Enter 1992. Enter something we shouldn't even be talking about proper on a blog for the NES. Like it or not, the Super Nintendo existed in tandem with the NES. It's a free day and the emperor's on holiday, so let me tell you about this shmup. Let me tell you about Axelay, because it may just be my favorite shmup of all time. First of all, it is very very good. It is a Konami game, and they know their good games. They also know their shmups, having made Gradius... which makes this all the more interesting. Axelay is almost an atonement. A final exorcism of the arcade mentality. It was already weakened by the release of Gradius III on the SNES. That game's arcade embodiment was notorious for being utterly ridiculous. The dread beast GREED at his most powerful... to say nothing of that little punch-and-kick game that Lady Capitalism and Capcom were cooking up. Still, when it came time to plop it on a console, they learned. They toned things down and in the process made a Gradius game that's actually pretty damn fun. The Syndrome still exists, but for the first time in forever the dread beast was restricted. This space was toxic to the dread beast GREED, and Axelay contained the red dust which would kill it. The experimental compound, MODE-7. Axelay is riddled with it, a curved horizon that beckons the player.

Axelay hits all the right notes. Good gameplay, good music, and it looks lovely. The single best innovation, however, is its complete and utter subversion of the typical shmup dynamic. Usually in these things, you start off weak as butter and collect powerups from fallen foes. The powerups help you kill more things, and let you do it without much fuss. A death results in everything being lost, and you are now weak as butter again... but still facing the difficult hordes of foes. Death after death will rack up, and you are now in the Nigh-Impossible State. Axelay's genius in this regard. There are no powerups. You select three weapons at the beginning of a stage, and you can cycle through them at will. All three have their uses and are generally very effective against killing the hordes of enemies. A hit from an enemy projectile, however, will destroy your current weapon and leave you with a dinky pea-shooter. You are forced to switch to a new weapon, and it may not be the one you were hoping for in that segment. Things have become more difficult for you, but not impossible. The true wonder comes when you finally do mess up again and your ship is destroyed.
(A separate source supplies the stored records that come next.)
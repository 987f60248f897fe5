//! # Scope
//!
//! A dynamic extent owning an ordered list of finalizers. Closing a scope
//! runs every finalizer exactly once, most recently added first, with the
//! exit that closed it.
//!
//! ## Design
//!
//! - The finalizer list is guarded by a mutex; fibers sharing a scope may
//!   add finalizers concurrently. The lock is never held while a finalizer
//!   runs.
//! - The first close wins. Adding a finalizer to a closed scope runs it at
//!   once with the close exit.
//! - A child scope ([`Scope::fork`]) registers its own close as a finalizer
//!   of the parent and removes it again when closed on its own, so the
//!   parent never closes it twice.
//! - Close runs the whole chain uninterruptibly. A failing finalizer does
//!   not stop the chain; its cause is appended with `then`.

use std::convert::Infallible;
use std::fmt;
use std::mem;
use std::sync::atomic::{AtomicU64, Ordering};
use std::sync::{Arc, Weak};

use parking_lot::Mutex;

use crate::cause::{Cause, Failure};
use crate::effect::{guarded, Effect, Op};
use crate::exit::{AnyExit, Exit};

/// A finalizer: given the scope's exit, the effect that releases a resource.
pub type Finalizer = Box<dyn FnOnce(&AnyExit) -> Effect<(), Infallible> + Send>;

static NEXT_SCOPE_ID: AtomicU64 = AtomicU64::new(1);

enum ScopeState {
    Open {
        finalizers: Vec<(u64, Finalizer)>,
        next: u64,
    },
    Closed(AnyExit),
}

struct Inner {
    id: u64,
    state: Mutex<ScopeState>,
    /// The parent and the key of our close within it.
    parent: Mutex<Option<(Weak<Inner>, u64)>>,
}

impl Inner {
    fn try_register(&self, finalizer: Finalizer) -> Result<u64, (Finalizer, AnyExit)> {
        let mut state = self.state.lock();
        match &mut *state {
            ScopeState::Open { finalizers, next } => {
                let key = *next;
                *next += 1;
                finalizers.push((key, finalizer));
                Ok(key)
            }
            ScopeState::Closed(exit) => Err((finalizer, exit.clone())),
        }
    }

    fn remove(&self, key: u64) {
        let removed = match &mut *self.state.lock() {
            ScopeState::Open { finalizers, .. } => finalizers
                .iter()
                .position(|(k, _)| *k == key)
                .map(|i| finalizers.remove(i)),
            ScopeState::Closed(_) => None,
        };
        drop(removed);
    }

    /// Transition to closed, handing back the finalizers to run.
    fn seal(&self, exit: &AnyExit) -> Option<Vec<Finalizer>> {
        let mut state = self.state.lock();
        match &*state {
            ScopeState::Closed(_) => None,
            ScopeState::Open { .. } => {
                match mem::replace(&mut *state, ScopeState::Closed(exit.clone())) {
                    ScopeState::Open { finalizers, .. } => {
                        Some(finalizers.into_iter().map(|(_, f)| f).collect())
                    }
                    ScopeState::Closed(_) => None,
                }
            }
        }
    }
}

/// A set of finalizers released together.
#[derive(Clone)]
pub struct Scope {
    inner: Arc<Inner>,
}

impl Default for Scope {
    fn default() -> Self {
        Self::new()
    }
}

impl fmt::Debug for Scope {
    fn fmt(&self, f: &mut fmt::Formatter<'_>) -> fmt::Result {
        f.debug_struct("Scope")
            .field("id", &self.inner.id)
            .field("closed", &self.is_closed())
            .field("finalizers", &self.finalizer_count())
            .finish()
    }
}

impl Scope {
    /// A new open scope.
    pub fn new() -> Self {
        Self {
            inner: Arc::new(Inner {
                id: NEXT_SCOPE_ID.fetch_add(1, Ordering::Relaxed),
                state: Mutex::new(ScopeState::Open {
                    finalizers: Vec::new(),
                    next: 0,
                }),
                parent: Mutex::new(None),
            }),
        }
    }

    /// Identity of this scope.
    pub fn id(&self) -> u64 {
        self.inner.id
    }

    /// True once closed.
    pub fn is_closed(&self) -> bool {
        matches!(&*self.inner.state.lock(), ScopeState::Closed(_))
    }

    /// Number of finalizers waiting for close.
    pub fn finalizer_count(&self) -> usize {
        match &*self.inner.state.lock() {
            ScopeState::Open { finalizers, .. } => finalizers.len(),
            ScopeState::Closed(_) => 0,
        }
    }

    /// A child scope closed by this one, unless closed earlier on its own.
    /// The child of a closed scope starts out closed.
    pub fn fork(&self) -> Scope {
        let child = Scope::new();
        let owned = child.clone();
        let close: Finalizer = Box::new(move |exit| owned.close(exit));
        match self.inner.try_register(close) {
            Ok(key) => {
                *child.inner.parent.lock() = Some((Arc::downgrade(&self.inner), key));
            }
            Err((_, exit)) => {
                *child.inner.state.lock() = ScopeState::Closed(exit);
            }
        }
        child
    }

    /// Add a finalizer. On a closed scope it runs immediately.
    pub fn add_finalizer<E2: Failure>(&self, finalizer: Finalizer) -> Effect<(), E2> {
        let scope = self.clone();
        Effect::suspend(move || match scope.inner.try_register(finalizer) {
            Ok(_) => Effect::unit(),
            Err((finalizer, exit)) => guarded(move || finalizer(&exit)).uninterruptible().widen(),
        })
    }

    /// Close the scope with `exit`, running the finalizers in reverse order.
    ///
    /// Fails with the finalizers' combined cause if any of them failed.
    /// Closing an already closed scope does nothing.
    pub fn close<E2: Failure>(&self, exit: &AnyExit) -> Effect<(), E2> {
        let scope = self.clone();
        let exit = exit.clone();
        Effect::suspend(move || {
            let finalizers = match scope.inner.seal(&exit) {
                Some(finalizers) => finalizers,
                None => return Effect::unit(),
            };
            if let Some((parent, key)) = scope.inner.parent.lock().take() {
                if let Some(parent) = parent.upgrade() {
                    parent.remove(key);
                }
            }
            let chain = finalizers.into_iter().rev().fold(
                Effect::<Cause<Infallible>, Infallible>::succeed(Cause::Empty),
                |acc, finalizer| {
                    let exit = exit.clone();
                    acc.flat_map(move |cause| {
                        guarded(move || finalizer(&exit))
                            .exit()
                            .map(move |done| cause.then(done.into_cause()))
                    })
                },
            );
            chain
                .uninterruptible()
                .widen::<E2>()
                .flat_map(|cause| {
                    if cause.is_empty() {
                        Effect::unit()
                    } else {
                        Effect::fail_cause(cause.widen())
                    }
                })
        })
    }

    /// Run `effect` with this scope in its context.
    pub fn extend<A, E>(&self, effect: Effect<A, E>) -> Effect<A, E>
    where
        A: Send + 'static,
        E: Failure,
    {
        effect.provide_service(self.clone())
    }
}

impl<E: Failure> Effect<Scope, E> {
    /// The scope in the fiber's context. Dies if there is none.
    pub fn scope() -> Self {
        Effect::from_op(Op::WithFiber(Box::new(|ctx| match ctx.env().get::<Scope>() {
            Some(scope) => Op::value(scope.clone()),
            None => Op::die("no scope in context"),
        })))
    }
}

impl<E: Failure> Effect<(), E> {
    /// Add a finalizer to the scope in context.
    pub fn add_finalizer<F>(finalizer: F) -> Self
    where
        F: FnOnce(&AnyExit) -> Effect<(), Infallible> + Send + 'static,
    {
        Effect::<Scope, E>::scope().flat_map(move |scope| scope.add_finalizer(Box::new(finalizer)))
    }
}

/// Acquire a resource and register its release with the scope in context.
///
/// Acquisition and registration are uninterruptible, so an acquired
/// resource is always released.
pub fn acquire_release<A, E, R>(acquire: Effect<A, E>, release: R) -> Effect<A, E>
where
    A: Clone + Send + 'static,
    E: Failure,
    R: FnOnce(A, &AnyExit) -> Effect<(), Infallible> + Send + 'static,
{
    Effect::<Scope, E>::scope()
        .flat_map(move |scope| {
            acquire.flat_map(move |resource| {
                let owned = resource.clone();
                scope
                    .add_finalizer(Box::new(move |exit| release(owned, exit)))
                    .as_value(resource)
            })
        })
        .uninterruptible()
}

/// Run `effect` in a fresh scope that is closed on every exit path.
///
/// Finalizer failures are sequenced after the effect's own cause.
pub fn scoped<A, E>(effect: Effect<A, E>) -> Effect<A, E>
where
    A: Send + 'static,
    E: Failure,
{
    Effect::uninterruptible_mask(move |restore| {
        let scope = Scope::new();
        restore
            .apply(scope.extend(effect))
            .exit()
            .widen()
            .flat_map(move |exit| {
                let any = exit.to_any_exit();
                scope
                    .close::<Infallible>(&any)
                    .exit()
                    .widen()
                    .flat_map(move |closed: Exit<Infallible, ()>| {
                        Effect::from_exit(exit.with_finalizer(closed))
                    })
            })
    })
}

#[cfg(test)]
mod tests {
    use super::*;
    use crate::config::RuntimeConfig;
    use crate::runtime::Runtime;
    use std::time::Duration;

    fn runtime() -> Runtime {
        Runtime::new(RuntimeConfig::builder().num_workers(2).build().unwrap()).unwrap()
    }

    fn record(log: &Arc<Mutex<Vec<&'static str>>>, name: &'static str) -> Finalizer {
        let log = Arc::clone(log);
        Box::new(move |_| Effect::sync(move || log.lock().push(name)))
    }

    #[test]
    fn test_close_runs_in_reverse_order() {
        let rt = runtime();
        let log = Arc::new(Mutex::new(Vec::new()));
        let scope = Scope::new();
        let effect = scope
            .add_finalizer::<String>(record(&log, "f1"))
            .zip_right(scope.add_finalizer(record(&log, "f2")))
            .zip_right(scope.add_finalizer(record(&log, "f3")))
            .zip_right(scope.close(&Exit::succeed(())));
        assert_eq!(rt.run(effect), Exit::succeed(()));
        assert_eq!(*log.lock(), vec!["f3", "f2", "f1"]);
        assert!(scope.is_closed());
    }

    #[test]
    fn test_close_is_honored_once() {
        let rt = runtime();
        let log = Arc::new(Mutex::new(Vec::new()));
        let scope = Scope::new();
        let exit = Exit::succeed(());
        let effect = scope
            .add_finalizer::<String>(record(&log, "f"))
            .zip_right(scope.close(&exit))
            .zip_right(scope.close(&exit));
        assert_eq!(rt.run(effect), Exit::succeed(()));
        assert_eq!(log.lock().len(), 1);
    }

    #[test]
    fn test_add_to_closed_scope_runs_immediately() {
        let rt = runtime();
        let log = Arc::new(Mutex::new(Vec::new()));
        let scope = Scope::new();
        rt.run(scope.close::<String>(&Exit::succeed(())));
        rt.run(scope.add_finalizer::<String>(record(&log, "late")));
        assert_eq!(*log.lock(), vec!["late"]);
    }

    #[test]
    fn test_failing_finalizers_compose_sequentially() {
        let rt = runtime();
        let effect = scoped(
            Effect::<(), String>::add_finalizer(|_| Effect::die("f1"))
                .zip_right(Effect::add_finalizer(|_| Effect::die("f2")))
                .zip_right(Effect::add_finalizer(|_| Effect::die("f3")))
                .zip_right(Effect::<(), String>::fail("boom".to_string())),
        );
        let expected = Cause::fail("boom".to_string())
            .then(Cause::die("f3"))
            .then(Cause::die("f2"))
            .then(Cause::die("f1"));
        assert_eq!(rt.run(effect), Exit::Failure(expected));
    }

    #[test]
    fn test_finalizer_panic_is_captured() {
        let rt = runtime();
        let log = Arc::new(Mutex::new(Vec::new()));
        let first = record(&log, "first");
        let effect = scoped(
            Effect::<(), String>::add_finalizer(first)
                .zip_right(Effect::add_finalizer(|_| -> Effect<(), Infallible> { panic!("bad release") }))
                .as_value(1),
        );
        assert_eq!(rt.run(effect), Exit::die("bad release"));
        assert_eq!(*log.lock(), vec!["first"]);
    }

    #[test]
    fn test_finalizer_sees_exit() {
        let rt = runtime();
        let seen = Arc::new(Mutex::new(None));
        let slot = Arc::clone(&seen);
        let effect = scoped(
            Effect::<(), String>::add_finalizer(move |exit| {
                let failed = exit.is_failure();
                Effect::sync(move || *slot.lock() = Some(failed))
            })
            .zip_right(Effect::<(), String>::fail("e".to_string())),
        );
        assert_eq!(rt.run(effect), Exit::fail("e".to_string()));
        assert_eq!(*seen.lock(), Some(true));
    }

    #[test]
    fn test_child_scope_closed_with_parent() {
        let rt = runtime();
        let log = Arc::new(Mutex::new(Vec::new()));
        let parent = Scope::new();
        let child = parent.fork();
        let effect = parent
            .add_finalizer::<String>(record(&log, "parent"))
            .zip_right(child.add_finalizer(record(&log, "child")))
            .zip_right(parent.close(&Exit::succeed(())));
        assert_eq!(rt.run(effect), Exit::succeed(()));
        assert_eq!(*log.lock(), vec!["parent", "child"]);
        assert!(child.is_closed());
    }

    #[test]
    fn test_child_closed_first_is_detached() {
        let rt = runtime();
        let parent = Scope::new();
        let child = parent.fork();
        assert_eq!(parent.finalizer_count(), 1);
        rt.run(child.close::<String>(&Exit::succeed(())));
        assert_eq!(parent.finalizer_count(), 0);

        let late = parent.fork();
        rt.run(parent.close::<String>(&Exit::die("gone")));
        assert!(parent.fork().is_closed());
        assert!(late.is_closed());
    }

    #[test]
    fn test_acquire_release_requires_scope() {
        let rt = runtime();
        let effect = acquire_release(Effect::<i32, String>::succeed(1), |_, _| Effect::unit());
        assert_eq!(rt.run(effect), Exit::die("no scope in context"));
    }

    #[test]
    fn test_interrupt_releases_acquired_in_reverse() {
        let rt = runtime();
        let log = Arc::new(Mutex::new(Vec::new()));
        let acquire = |n: usize, log: &Arc<Mutex<Vec<usize>>>| {
            let log = Arc::clone(log);
            acquire_release(Effect::<usize, String>::succeed(n), move |n, _| {
                Effect::sync(move || log.lock().push(n))
            })
        };
        let body = acquire(1, &log)
            .zip_right(acquire(2, &log))
            .zip_right(acquire(3, &log))
            .zip_right(Effect::<(), String>::never());
        let effect = scoped(body).fork::<String>().flat_map(|fiber| {
            Effect::<(), String>::sleep(Duration::from_millis(20)).zip_right(fiber.interrupt())
        });
        let exit = rt.run(effect).into_result().unwrap();
        assert!(exit.is_interrupted());
        assert_eq!(*log.lock(), vec![3, 2, 1]);
    }

    #[test]
    fn test_scope_in_context() {
        let rt = runtime();
        let effect = scoped(Effect::<Scope, String>::scope().map(|s| s.is_closed()));
        assert_eq!(rt.run(effect), Exit::succeed(false));
    }
}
You respawn with all of your weapons intact. The Nigh-Impossible State, reversed. Your terrible situation has been averted. The only cost? A life of your life bar, and this game has limited continues. Axelay understands. It knows that a lost life is enough of a punishment. Lose too many lives and you're done, but it doesn't need to drain all of them for one mistake. The dread beast GREED isn't here to lust for pretend quarters. It can sit there and be a challenging game without smiting you where you stand for daring to err, as humans do. There's hope for the future yet.

God, do I love Axelay.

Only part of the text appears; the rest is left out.